[Problem to work on]:
Search the records for "logo". Copy every line where it appears.

[Provided material]:
___

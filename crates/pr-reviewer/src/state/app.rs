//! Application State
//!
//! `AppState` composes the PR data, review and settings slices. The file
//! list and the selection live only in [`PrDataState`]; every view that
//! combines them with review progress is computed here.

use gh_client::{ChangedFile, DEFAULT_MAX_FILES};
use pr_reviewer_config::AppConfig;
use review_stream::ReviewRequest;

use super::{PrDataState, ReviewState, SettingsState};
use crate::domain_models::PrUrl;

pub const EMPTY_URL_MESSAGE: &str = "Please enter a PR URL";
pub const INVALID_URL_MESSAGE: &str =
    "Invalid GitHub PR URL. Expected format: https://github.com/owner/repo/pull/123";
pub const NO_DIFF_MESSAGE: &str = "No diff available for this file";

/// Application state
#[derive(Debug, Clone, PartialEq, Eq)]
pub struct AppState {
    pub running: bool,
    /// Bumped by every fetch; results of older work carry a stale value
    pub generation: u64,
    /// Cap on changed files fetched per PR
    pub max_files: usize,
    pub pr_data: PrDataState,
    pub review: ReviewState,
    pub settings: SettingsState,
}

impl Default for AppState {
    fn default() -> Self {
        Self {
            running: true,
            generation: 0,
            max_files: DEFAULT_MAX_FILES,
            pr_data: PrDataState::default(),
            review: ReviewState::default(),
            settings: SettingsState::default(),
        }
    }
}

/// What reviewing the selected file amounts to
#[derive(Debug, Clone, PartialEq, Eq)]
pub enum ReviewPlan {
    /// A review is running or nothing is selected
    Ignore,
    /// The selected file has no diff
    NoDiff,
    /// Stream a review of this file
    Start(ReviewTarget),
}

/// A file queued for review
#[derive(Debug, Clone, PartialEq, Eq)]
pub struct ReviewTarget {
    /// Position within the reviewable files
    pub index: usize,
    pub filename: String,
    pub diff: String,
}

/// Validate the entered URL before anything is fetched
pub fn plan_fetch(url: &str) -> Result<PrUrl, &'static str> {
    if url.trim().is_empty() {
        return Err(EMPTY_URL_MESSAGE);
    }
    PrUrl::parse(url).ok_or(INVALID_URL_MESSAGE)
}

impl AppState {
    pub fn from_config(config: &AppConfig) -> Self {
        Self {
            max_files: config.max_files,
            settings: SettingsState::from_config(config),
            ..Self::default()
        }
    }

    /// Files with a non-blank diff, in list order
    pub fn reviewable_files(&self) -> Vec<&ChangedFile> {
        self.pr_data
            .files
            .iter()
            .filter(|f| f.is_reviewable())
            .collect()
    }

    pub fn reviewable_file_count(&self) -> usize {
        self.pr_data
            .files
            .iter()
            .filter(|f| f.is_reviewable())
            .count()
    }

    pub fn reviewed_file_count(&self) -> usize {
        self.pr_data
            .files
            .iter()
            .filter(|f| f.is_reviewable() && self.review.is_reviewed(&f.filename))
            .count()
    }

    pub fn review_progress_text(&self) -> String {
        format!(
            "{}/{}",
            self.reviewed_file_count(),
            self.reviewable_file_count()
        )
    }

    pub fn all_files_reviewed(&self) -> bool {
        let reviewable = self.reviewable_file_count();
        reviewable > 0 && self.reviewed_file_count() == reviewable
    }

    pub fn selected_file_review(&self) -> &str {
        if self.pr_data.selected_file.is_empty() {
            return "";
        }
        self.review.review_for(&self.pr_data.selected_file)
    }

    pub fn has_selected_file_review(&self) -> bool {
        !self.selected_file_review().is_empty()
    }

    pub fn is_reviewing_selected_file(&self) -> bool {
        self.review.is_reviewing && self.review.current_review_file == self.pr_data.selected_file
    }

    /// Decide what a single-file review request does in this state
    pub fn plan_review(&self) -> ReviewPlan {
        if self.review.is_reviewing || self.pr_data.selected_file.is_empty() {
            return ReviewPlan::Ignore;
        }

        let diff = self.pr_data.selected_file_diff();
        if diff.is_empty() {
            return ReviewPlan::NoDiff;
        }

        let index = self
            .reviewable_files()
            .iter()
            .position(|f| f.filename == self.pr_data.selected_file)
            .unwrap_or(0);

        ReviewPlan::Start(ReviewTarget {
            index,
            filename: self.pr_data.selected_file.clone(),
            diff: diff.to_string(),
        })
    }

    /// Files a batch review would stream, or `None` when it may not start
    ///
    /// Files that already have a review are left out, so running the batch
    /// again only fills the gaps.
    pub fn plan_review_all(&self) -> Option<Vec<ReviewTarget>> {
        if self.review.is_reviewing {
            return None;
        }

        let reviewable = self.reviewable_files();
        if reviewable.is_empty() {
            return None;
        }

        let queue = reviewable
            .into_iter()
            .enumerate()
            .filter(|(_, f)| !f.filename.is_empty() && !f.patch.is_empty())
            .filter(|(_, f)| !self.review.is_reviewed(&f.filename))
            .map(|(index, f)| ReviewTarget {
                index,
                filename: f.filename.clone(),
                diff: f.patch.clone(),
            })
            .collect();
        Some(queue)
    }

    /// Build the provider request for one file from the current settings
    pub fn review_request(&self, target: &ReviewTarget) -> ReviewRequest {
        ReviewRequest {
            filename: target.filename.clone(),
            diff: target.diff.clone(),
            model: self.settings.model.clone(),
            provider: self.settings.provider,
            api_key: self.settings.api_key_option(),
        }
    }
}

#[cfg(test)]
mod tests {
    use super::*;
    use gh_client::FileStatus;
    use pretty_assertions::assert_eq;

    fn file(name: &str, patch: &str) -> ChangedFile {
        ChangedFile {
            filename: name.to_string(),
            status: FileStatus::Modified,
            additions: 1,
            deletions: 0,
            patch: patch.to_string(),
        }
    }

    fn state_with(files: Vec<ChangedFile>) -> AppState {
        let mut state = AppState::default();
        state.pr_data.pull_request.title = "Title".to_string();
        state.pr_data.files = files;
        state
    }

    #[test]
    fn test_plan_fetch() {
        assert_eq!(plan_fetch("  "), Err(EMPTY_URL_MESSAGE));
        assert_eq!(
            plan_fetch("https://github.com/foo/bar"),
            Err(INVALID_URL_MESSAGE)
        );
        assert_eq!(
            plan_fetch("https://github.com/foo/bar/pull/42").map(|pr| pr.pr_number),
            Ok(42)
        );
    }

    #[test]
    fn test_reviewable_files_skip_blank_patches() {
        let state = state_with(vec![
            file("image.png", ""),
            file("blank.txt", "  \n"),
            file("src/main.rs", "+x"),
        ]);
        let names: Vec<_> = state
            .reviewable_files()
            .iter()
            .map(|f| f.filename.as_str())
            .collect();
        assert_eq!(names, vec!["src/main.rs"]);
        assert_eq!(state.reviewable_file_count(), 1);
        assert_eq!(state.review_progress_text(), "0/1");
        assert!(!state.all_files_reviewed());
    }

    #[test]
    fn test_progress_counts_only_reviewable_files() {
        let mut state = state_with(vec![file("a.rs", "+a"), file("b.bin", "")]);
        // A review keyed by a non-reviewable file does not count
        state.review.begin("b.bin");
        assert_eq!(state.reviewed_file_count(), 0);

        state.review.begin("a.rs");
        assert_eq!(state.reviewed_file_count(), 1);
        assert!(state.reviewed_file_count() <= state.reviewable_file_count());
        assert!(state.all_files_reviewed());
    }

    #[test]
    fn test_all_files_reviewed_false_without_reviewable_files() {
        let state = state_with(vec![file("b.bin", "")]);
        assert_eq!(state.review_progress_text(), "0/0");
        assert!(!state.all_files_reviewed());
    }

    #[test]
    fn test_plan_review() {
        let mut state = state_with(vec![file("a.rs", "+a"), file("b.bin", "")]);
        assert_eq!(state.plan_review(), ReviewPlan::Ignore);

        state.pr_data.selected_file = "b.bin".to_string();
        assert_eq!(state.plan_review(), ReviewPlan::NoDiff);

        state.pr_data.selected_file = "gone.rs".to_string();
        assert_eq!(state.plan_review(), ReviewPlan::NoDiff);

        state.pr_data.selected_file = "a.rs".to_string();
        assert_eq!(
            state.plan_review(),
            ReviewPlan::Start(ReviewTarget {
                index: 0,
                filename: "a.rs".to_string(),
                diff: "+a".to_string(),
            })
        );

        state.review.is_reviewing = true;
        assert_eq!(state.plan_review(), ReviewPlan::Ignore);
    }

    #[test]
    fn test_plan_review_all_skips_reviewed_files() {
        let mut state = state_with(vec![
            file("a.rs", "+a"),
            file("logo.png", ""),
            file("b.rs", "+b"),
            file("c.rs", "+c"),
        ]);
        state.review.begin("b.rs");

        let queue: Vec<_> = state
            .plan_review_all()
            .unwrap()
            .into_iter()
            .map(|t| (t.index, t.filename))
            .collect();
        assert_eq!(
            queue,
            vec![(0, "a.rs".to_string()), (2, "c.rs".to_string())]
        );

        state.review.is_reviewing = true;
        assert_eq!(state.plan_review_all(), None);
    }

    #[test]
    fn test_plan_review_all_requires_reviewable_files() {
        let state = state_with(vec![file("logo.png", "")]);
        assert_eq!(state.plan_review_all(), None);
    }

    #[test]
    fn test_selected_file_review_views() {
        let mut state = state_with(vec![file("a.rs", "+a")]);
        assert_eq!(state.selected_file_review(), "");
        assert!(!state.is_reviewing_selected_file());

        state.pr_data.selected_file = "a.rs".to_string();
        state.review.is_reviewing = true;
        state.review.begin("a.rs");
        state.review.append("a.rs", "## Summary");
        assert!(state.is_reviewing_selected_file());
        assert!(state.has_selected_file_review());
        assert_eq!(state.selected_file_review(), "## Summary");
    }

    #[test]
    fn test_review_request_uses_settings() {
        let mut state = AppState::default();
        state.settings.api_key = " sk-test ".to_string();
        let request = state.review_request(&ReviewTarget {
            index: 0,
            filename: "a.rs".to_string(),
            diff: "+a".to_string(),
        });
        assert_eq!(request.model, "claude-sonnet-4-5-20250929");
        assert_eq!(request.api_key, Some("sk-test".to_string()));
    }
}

___

[Response to this task]:
            file("logo.png", ""),
        let state = state_with(vec![file("logo.png", "")]);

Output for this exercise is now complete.